In individuals with ASD, impairments in self-other control are associated with heightened emotional contagion and increased personal distress. When individuals struggle to create accurate representations of both themselves and others as separate entities and face challenges in shifting their attention between the two, they may fail to update their internal model and regulate their own emotional responses effectively. This can potentially result in inadequate social behaviors driven by the goal of alleviating their own distress rather than empathizing with others. Furthermore, individuals with ASD have been reported to exhibit hyperimitation in tasks that assess self-other control, and they display reduced activation in the rTPJ during such tasks.

=== Schizophrenia ===
Disturbances in the sense of self, as well as, in self-other control are central to schizophrenia. Research suggests that individuals with schizophrenia have difficulty integrating and differentiating their own thoughts, emotions, and actions from those of others. This has been linked to impairments in motor prediction, sensory attenuation, and temporal binding, Such deficits contribute to characteristic to both contributing to both positive symptoms, such as thought broadcasting, auditory hallucination, delusions of control, echolalia and negative symptoms, such as social withdrawal, feelings of loneliness, emotional flattening and reduced motivation.
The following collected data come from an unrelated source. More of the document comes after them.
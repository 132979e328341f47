use std::path::{Path, PathBuf};
use std::time::Instant;

use anyhow::{Context, Result};
use clap::{Parser, Subcommand};
use glint_core::{load_scene_file, RenderSettings, Resolution, Scene};
use glint_renderer::{encode_png, render, to_base64, RenderConfig};

#[derive(Debug, Subcommand, Clone)]
enum Commands {
    /// Render a scene file to PNG
    Render {
        /// Scene description file
        scene: PathBuf,

        /// Output path (defaults to the scene name with a .png extension)
        #[arg(short, long)]
        output: Option<PathBuf>,

        /// Print the PNG as base64 on stdout instead of writing a file
        #[arg(long)]
        base64: bool,

        /// Trace on a single thread
        #[arg(long)]
        serial: bool,

        /// Override the scene's width (requires --height)
        #[arg(long, requires = "height")]
        width: Option<u32>,

        /// Override the scene's height (requires --width)
        #[arg(long, requires = "width")]
        height: Option<u32>,

        /// Override the scene's max_depth
        #[arg(long)]
        max_depth: Option<u32>,

        /// Override the scene's samples per pixel axis
        #[arg(long)]
        samples: Option<u32>,
    },
    /// Print the loaded scene as JSON
    Dump { scene: PathBuf },
    /// Validate a scene file without rendering it
    Check { scene: PathBuf },
}

#[derive(Parser, Debug, Clone)]
#[command(name = "glint", author, version, about, long_about = None)]
struct Args {
    /// Log debug output
    #[arg(short, long, global = true)]
    verbose: bool,

    #[command(subcommand)]
    command: Commands,
}

fn main() -> Result<()> {
    let args = Args::parse();

    let level = if args.verbose {
        log::LevelFilter::Debug
    } else {
        log::LevelFilter::Info
    };
    env_logger::Builder::from_default_env()
        .filter_level(level)
        .init();

    match args.command {
        Commands::Render {
            scene,
            output,
            base64,
            serial,
            width,
            height,
            max_depth,
            samples,
        } => {
            let mut config = RenderConfig::default().with_parallel(!serial);
            if let (Some(width), Some(height)) = (width, height) {
                config = config.with_resolution(
                    Resolution::new(width, height).context("Invalid --width/--height")?,
                );
            }
            if let Some(max_depth) = max_depth {
                RenderSettings::default()
                    .with_max_depth(max_depth)
                    .context("Invalid --max-depth")?;
                config = config.with_max_depth(max_depth);
            }
            if let Some(samples) = samples {
                RenderSettings::default()
                    .with_samples(samples)
                    .context("Invalid --samples")?;
                config = config.with_samples(samples);
            }
            render_command(&scene, output, base64, &config)
        }
        Commands::Dump { scene } => {
            let scene = load(&scene)?;
            let json = serde_json::to_string_pretty(&scene).context("Failed to serialize scene")?;
            println!("{}", json);
            Ok(())
        }
        Commands::Check { scene: path } => {
            let scene = load(&path)?;
            let resolution = scene.resolution();
            println!(
                "{}: ok ({}x{}, {} primitives, {} lights, {} materials)",
                path.display(),
                resolution.width,
                resolution.height,
                scene.primitive_count(),
                scene.light_count(),
                scene.material_count()
            );
            Ok(())
        }
    }
}

fn load(path: &Path) -> Result<Scene> {
    load_scene_file(path).map_err(|err| {
        let what = if err.is_scene_error() {
            "Invalid scene"
        } else {
            "Failed to read scene"
        };
        anyhow::Error::new(err).context(format!("{} {}", what, path.display()))
    })
}

fn render_command(
    path: &Path,
    output: Option<PathBuf>,
    base64: bool,
    config: &RenderConfig,
) -> Result<()> {
    let scene = load(path)?;

    let start = Instant::now();
    let image = render(&scene, config);
    log::info!("Rendered in {:?}", start.elapsed());

    let png = encode_png(&image).context("Failed to encode PNG")?;

    if base64 {
        let encoded = to_base64(&png);
        match output {
            Some(out) => std::fs::write(&out, encoded)
                .with_context(|| format!("Failed to write {}", out.display()))?,
            None => println!("{}", encoded),
        }
        return Ok(());
    }

    let out = output.unwrap_or_else(|| path.with_extension("png"));
    std::fs::write(&out, png).with_context(|| format!("Failed to write {}", out.display()))?;
    log::info!("Saved to {}", out.display());

    Ok(())
}
use crate::Vec3;

/// A ray in 3D space with origin, unit direction, and bounce depth.
///
/// Camera rays start at depth 0; every reflected or refracted ray spawned
/// from a hit is one level deeper. The depth travels with the ray so the
/// recursion bound does not depend on the call stack.
#[derive(Debug, Copy, Clone, PartialEq)]
pub struct Ray {
    pub origin: Vec3,
    pub direction: Vec3,
    pub depth: u32,
}

impl Ray {
    /// Create a new ray. The direction is normalized.
    pub fn new(origin: Vec3, direction: Vec3, depth: u32) -> Self {
        Self {
            origin,
            direction: direction.normalize(),
            depth,
        }
    }

    /// Create a primary (depth 0) ray.
    pub fn primary(origin: Vec3, direction: Vec3) -> Self {
        Self::new(origin, direction, 0)
    }

    /// Spawn a secondary ray one bounce deeper than this one.
    pub fn bounce(&self, origin: Vec3, direction: Vec3) -> Self {
        Self::new(origin, direction, self.depth + 1)
    }

    /// Get the point along the ray at parameter t.
    ///
    /// Returns: origin + t * direction
    #[inline]
    pub fn at(&self, t: f32) -> Vec3 {
        self.origin + self.direction * t
    }
}
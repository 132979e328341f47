//! Hittable trait and HitRecord for ray-object intersection.

use glint_core::Primitive;
use glint_math::{Interval, Ray, Vec3};

/// Record of a ray-object intersection.
#[derive(Debug, Clone, Copy, PartialEq)]
pub struct HitRecord {
    /// Point of intersection
    pub p: Vec3,
    /// Surface normal at intersection (always points against ray)
    pub normal: Vec3,
    /// Index of the hit primitive's material in the scene
    pub material: usize,
    /// Parameter t where the intersection occurs
    pub t: f32,
    /// Whether the ray hit the front face (outside) of the surface
    pub front_face: bool,
}

impl HitRecord {
    /// Build a record, orienting the normal against the ray.
    ///
    /// The normal is always stored pointing against the ray direction,
    /// so we need to track whether we hit the front or back face.
    pub fn new(ray: &Ray, t: f32, outward_normal: Vec3, material: usize) -> Self {
        // If the ray and normal point in the same direction, we're inside
        let front_face = ray.direction.dot(outward_normal) < 0.0;
        let normal = if front_face {
            outward_normal
        } else {
            -outward_normal
        };

        Self {
            p: ray.at(t),
            normal,
            material,
            t,
            front_face,
        }
    }
}

/// Trait for objects that can be hit by rays.
pub trait Hittable: Send + Sync {
    /// Nearest intersection with `t` strictly inside `ray_t`, if any.
    fn hit(&self, ray: &Ray, ray_t: Interval) -> Option<HitRecord>;
}

impl Hittable for Primitive {
    fn hit(&self, ray: &Ray, ray_t: Interval) -> Option<HitRecord> {
        match self {
            Primitive::Sphere(sphere) => sphere.hit(ray, ray_t),
            Primitive::Plane(plane) => plane.hit(ray, ray_t),
        }
    }
}

/// A list of hittables reports the closest hit among its members.
impl<T: Hittable> Hittable for [T] {
    fn hit(&self, ray: &Ray, ray_t: Interval) -> Option<HitRecord> {
        let mut closest = None;
        let mut closest_so_far = ray_t.max;

        for object in self {
            if let Some(rec) = object.hit(ray, ray_t.with_max(closest_so_far)) {
                closest_so_far = rec.t;
                closest = Some(rec);
            }
        }

        closest
    }
}
// Re-export glam for convenience
pub use glam::*;

// Glint math types
mod interval;
mod ray;
pub use interval::Interval;
pub use ray::Ray;

/// Reflect `v` about the unit normal `n`.
#[inline]
pub fn reflect(v: Vec3, n: Vec3) -> Vec3 {
    v - 2.0 * v.dot(n) * n
}

/// Refract the unit vector `uv` through a surface with unit normal `n`
/// (facing against `uv`) using the ratio of refractive indices.
///
/// Returns `None` on total internal reflection.
#[inline]
pub fn refract(uv: Vec3, n: Vec3, etai_over_etat: f32) -> Option<Vec3> {
    let cos_theta = (-uv).dot(n).min(1.0);
    let sin2_theta = (1.0 - cos_theta * cos_theta).max(0.0);
    if etai_over_etat * etai_over_etat * sin2_theta > 1.0 {
        return None;
    }
    let r_out_perp = etai_over_etat * (uv + cos_theta * n);
    let r_out_parallel = -(1.0 - r_out_perp.length_squared()).abs().sqrt() * n;
    Some(r_out_perp + r_out_parallel)
}

#[cfg(test)]
mod tests {
    use super::*;

    #[test]
    fn test_vec3_operations() {
        let a = Vec3::new(1.0, 2.0, 3.0);
        let b = Vec3::new(4.0, 5.0, 6.0);
        let c = a + b;
        assert_eq!(c, Vec3::new(5.0, 7.0, 9.0));
    }

    #[test]
    fn test_reflect() {
        let v = Vec3::new(1.0, -1.0, 0.0);
        let r = reflect(v, Vec3::Y);
        assert_eq!(r, Vec3::new(1.0, 1.0, 0.0));
    }

    #[test]
    fn test_refract_straight_through() {
        // Head-on rays are not bent
        let d = Vec3::new(0.0, -1.0, 0.0);
        let r = refract(d, Vec3::Y, 1.0 / 1.5).unwrap();
        assert!((r - d).length() < 1e-5);
    }

    #[test]
    fn test_refract_bends_toward_normal() {
        let d = Vec3::new(1.0, -1.0, 0.0).normalize();
        let r = refract(d, Vec3::Y, 1.0 / 1.5).unwrap();

        // Snell: sin(theta_t) = sin(theta_i) / 1.5
        let sin_i = d.x;
        assert!((r.x - sin_i / 1.5).abs() < 1e-5);
        assert!((r.length() - 1.0).abs() < 1e-5);
    }

    #[test]
    fn test_refract_total_internal_reflection() {
        // Leaving glass at a grazing angle
        let d = Vec3::new(0.9, -0.1, 0.0).normalize();
        assert!(refract(d, Vec3::Y, 1.5).is_none());
    }
}
//! High-level scene loading.
//!
//! Folds parsed statements into a validated [`Scene`]. The only state
//! carried between lines lives in an accumulator local to one load
//! call, so loading is reentrant.

use std::path::Path;

use thiserror::Error;

use crate::format::parser::{parse_scene, ParseError};
use crate::format::types::{Directive, Record, Statement};
use crate::scene::{
    CameraSpec, Color, DirectionalLight, Light, Material, Plane, PointLight, Primitive,
    RenderSettings, Resolution, Scene, Sphere, SpotLight, ValidationError,
};

/// Errors that can occur during scene loading.
#[derive(Error, Debug)]
pub enum LoadError {
    #[error("IO error: {0}")]
    Io(#[from] std::io::Error),

    #[error("Parse error: {0}")]
    Parse(#[from] ParseError),

    #[error("line {line}: invalid `{directive}`: {source}")]
    Validation {
        line: usize,
        directive: Directive,
        #[source]
        source: ValidationError,
    },
}

impl LoadError {
    /// True for errors caused by the scene text rather than the environment.
    pub fn is_scene_error(&self) -> bool {
        !matches!(self, LoadError::Io(_))
    }
}

/// Result type for loading operations.
pub type LoadResult<T> = Result<T, LoadError>;

/// Single-pass state while folding statements into a scene.
///
/// Singleton directives overwrite earlier values (last writer wins).
/// `current_material` is the material applied to every primitive declared
/// after it, until the next `material` line.
#[derive(Default)]
struct SceneAccumulator {
    camera: Option<CameraSpec>,
    resolution: Option<Resolution>,
    materials: Vec<Material>,
    current_material: Option<usize>,
    primitives: Vec<(usize, Directive, Primitive)>,
    lights: Vec<Light>,
    ambient: Color,
    background: Color,
    settings: RenderSettings,
}

impl SceneAccumulator {
    fn apply(&mut self, statement: Statement) -> LoadResult<()> {
        let Statement { line, record } = statement;
        let directive = record.directive();
        let invalid = |source: ValidationError| LoadError::Validation {
            line,
            directive,
            source,
        };

        match record {
            Record::Camera {
                eye,
                target,
                up,
                fov,
            } => {
                self.camera = Some(CameraSpec::new(eye, target, up, fov).map_err(invalid)?);
            }
            Record::Resolution { width, height } => {
                self.resolution = Some(Resolution::new(width, height).map_err(invalid)?);
            }
            Record::Material {
                ambient,
                diffuse,
                specular,
                shininess,
                reflect,
                ior,
            } => {
                let material = Material::new(ambient, diffuse, specular, shininess, reflect, ior)
                    .map_err(invalid)?;
                self.materials.push(material);
                self.current_material = Some(self.materials.len() - 1);
            }
            Record::Sphere { center, radius } => {
                let material = self
                    .current_material
                    .ok_or_else(|| invalid(ValidationError::MaterialNotDeclared))?;
                let sphere = Sphere::new(center, radius, material).map_err(invalid)?;
                self.primitives
                    .push((line, directive, Primitive::Sphere(sphere)));
            }
            Record::Plane { point, normal } => {
                let material = self
                    .current_material
                    .ok_or_else(|| invalid(ValidationError::MaterialNotDeclared))?;
                let plane = Plane::new(point, normal, material).map_err(invalid)?;
                self.primitives
                    .push((line, directive, Primitive::Plane(plane)));
            }
            Record::PointLight { position, color } => {
                self.lights.push(Light::Point(PointLight { position, color }));
            }
            Record::DirectionalLight { direction, color } => {
                let light = DirectionalLight::new(direction, color).map_err(invalid)?;
                self.lights.push(Light::Directional(light));
            }
            Record::SpotLight {
                position,
                direction,
                color,
                inner,
                outer,
            } => {
                let light =
                    SpotLight::new(position, direction, color, inner, outer).map_err(invalid)?;
                self.lights.push(Light::Spot(light));
            }
            Record::AmbientLight(color) => self.ambient = color,
            Record::Background(color) => self.background = color,
            Record::MaxDepth(depth) => {
                self.settings = self.settings.with_max_depth(depth).map_err(invalid)?;
            }
            Record::Samples(samples) => {
                self.settings = self.settings.with_samples(samples).map_err(invalid)?;
            }
        }

        Ok(())
    }

    fn finish(self) -> LoadResult<Scene> {
        let camera = self
            .camera
            .ok_or(ParseError::MissingDirective(Directive::Camera))?;
        let resolution = self
            .resolution
            .ok_or(ParseError::MissingDirective(Directive::Resolution))?;

        let mut scene = Scene::new(camera, resolution);
        for material in self.materials {
            scene.add_material(material);
        }
        for (line, directive, primitive) in self.primitives {
            scene
                .add_primitive(primitive)
                .map_err(|source| LoadError::Validation {
                    line,
                    directive,
                    source,
                })?;
        }
        for light in self.lights {
            scene.add_light(light);
        }
        scene.set_ambient(self.ambient);
        scene.set_background(self.background);
        scene.set_settings(self.settings);

        Ok(scene)
    }
}

/// Parse and validate scene text.
///
/// # Example
///
/// ```
/// use glint_core::load_scene;
///
/// let scene = load_scene("camera 0 0 5 0 0 0 0 1 0 45\nresolution 4 4\n").unwrap();
/// assert_eq!(scene.primitive_count(), 0);
/// ```
pub fn load_scene(content: &str) -> LoadResult<Scene> {
    let statements = parse_scene(content)?;

    let mut accumulator = SceneAccumulator::default();
    for statement in statements {
        accumulator.apply(statement)?;
    }
    let scene = accumulator.finish()?;

    log::info!(
        "Loaded scene: {}x{}, {} primitives, {} lights, {} materials",
        scene.resolution().width,
        scene.resolution().height,
        scene.primitive_count(),
        scene.light_count(),
        scene.material_count()
    );

    Ok(scene)
}

/// Read a scene file from disk and load it.
pub fn load_scene_file<P: AsRef<Path>>(path: P) -> LoadResult<Scene> {
    let path = path.as_ref();
    log::info!("Loading scene from {:?}", path);
    let content = std::fs::read_to_string(path)?;
    load_scene(&content)
}
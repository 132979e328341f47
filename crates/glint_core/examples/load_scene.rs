//! Example: Load and inspect a scene file.
//!
//! Run with: cargo run --example load_scene -- scenes/spheres.scene

use std::env;

use glint_core::{load_scene_file, Light, Primitive};

fn main() {
    env_logger::init();

    let args: Vec<String> = env::args().collect();

    if args.len() < 2 {
        println!("Usage: load_scene <path-to-scene-file>");
        println!("\nExamples:");
        println!("  cargo run --example load_scene -- scenes/spheres.scene");
        println!("  cargo run --example load_scene -- scenes/glass.scene");
        return;
    }

    let path = &args[1];
    println!("Loading scene file: {}", path);

    match load_scene_file(path) {
        Ok(scene) => {
            let res = scene.resolution();
            let cam = scene.camera();
            println!("\n=== Scene: {}x{} ===", res.width, res.height);
            println!(
                "Camera: eye {:?} -> target {:?}, fov {:.1}",
                cam.eye, cam.target, cam.fov_degrees
            );
            println!("Max depth: {}", scene.settings().max_depth);
            println!("Materials: {}", scene.material_count());

            println!("\n--- Primitives ---");
            for (i, primitive) in scene.primitives().iter().enumerate() {
                match primitive {
                    Primitive::Sphere(s) => println!(
                        "  [{}] Sphere at ({:.2}, {:.2}, {:.2}) r={:.2}, material {}",
                        i, s.center.x, s.center.y, s.center.z, s.radius, s.material
                    ),
                    Primitive::Plane(p) => println!(
                        "  [{}] Plane through ({:.2}, {:.2}, {:.2}) n={:?}, material {}",
                        i, p.point.x, p.point.y, p.point.z, p.normal, p.material
                    ),
                }
            }

            println!("\n--- Lights ---");
            for (i, light) in scene.lights().iter().enumerate() {
                let kind = match light {
                    Light::Point(_) => "point",
                    Light::Directional(_) => "directional",
                    Light::Spot(_) => "spot",
                };
                println!("  [{}] {} light, color {:?}", i, kind, light.color());
            }
        }
        Err(e) => {
            eprintln!("Error loading scene file: {}", e);
        }
    }
}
However, these disturbances are not explicitly highlighted in modern diagnostic systems such as the Diagnostic and Statistical Manual of Mental Disorders and International Classification of Diseases.

Neuroimaging and cognitive studies suggest that the mPFC and the rTPJ are key regions involved in self-other control. Disruptions in the mPFC have been associated with deficits in self-referential processing and social cognition, while abnormalities in the rTPJ have been reported in schizophrenia, suggesting a broader role in agency attribution and social interaction. Disturbances in peripersonal space, that is, the immediate spatial boundary around the body, have also been observed in schizophrenia, where patients exhibit atypical responses to social and threatening stimuli.

== Treatment ==
Improving low self-other control levels is achievable through imitation-inhibition training, a specialized program aimed at assisting individuals in restraining their automatic imitative tendencies. Additionally, transcranial direct-current stimulation has been proposed as a potential method to augment self-other control in clinical populations.